The flick is about one of those Hollywood Christmas small towns where Lacey Chabert runs a diner. One day she randomly places a red scarf on a realistic looking snowman and he comes to life… as a hot young dude who doesn’t know anything and yet is really good at fixing things (because that’s what hot guys do).

If a movie is as dumb as a box of rocks and features a character who is also dumb as a box of rocks, do two dumbs make a not dumb? Is this actual quantifiable mathematics? Is this movie possibly pretending to be dumb because that’s what dumb Christmas rom-coms do? I mean, I laughed at Hot Frosty’s off-handed comments about searching the house for vampires. Am I the dumb one here?

It was nice to see Lacey Chabert again… she hasn’t been in anything I can recall in years. I like that she’s grown into her adult face (and voice) since I saw her last in… Mean Girls?
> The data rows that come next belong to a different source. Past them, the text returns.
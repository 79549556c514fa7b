//! Guardrail listing aggregation
//!
//! Turns the provider's raw guardrail listing into the projection selection
//! clients consume: ready guardrails only, each with its published version ids
//! newest first, and at most one entry flagged as the default.

pub mod directory;
pub mod provider;
pub mod service;
pub mod settings;

pub use directory::{GuardrailDirectory, ListingError};
pub use provider::{ProviderGuardrail, ProviderGuardrails};
pub use service::DirectoryService;
pub use settings::{ListingSettings, DEFAULT_GUARDRAIL_ID_ENV};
Looking at her IMDB, she’s been quite busy but not exactly in anything I’ve seen.

Hot Frosty himself is played by Dustin Milligan, a dude I’m not familiar with and for whom I’m skeptical. Certainly his physically unfair torso defies geometry so it fits the movie’s title. I wasn’t convinced of his facial hotness… sometimes I could see it, more often I didn’t. But, then again, I’m not the target market for hot frosty dudes. You ladies tell me otherwise, and I’ll believe it.

Not that it matters… he’s reasonably enjoyable playing a big dummy who decided to pull an Elf (less effectively but still contagiously). He brings most of the doofy comedy to the movie and I guess his rom-com-ness with Chabert was ok. I’m less convinced of the comic stylings of Craig Robinson as a sheriff on a quest, but they can’t all be winners.

Does a human woman get it on with an animated stud muffin of a snowman? I guess, technically. Should I debate and ponder the logic and thermodynamics of this scenario? Most certainly not. Should we get Pearl and her scarecrow on a double date with these two? Absolutely.

Hot Santa is hardly one of the best Christmas rom-coms but it worked well enough – and I chortled at some of the snowman-out-of-water jokes. I’ll give it a bit of Noel charity and bump it from a cynical score to a Christmas-y higher one.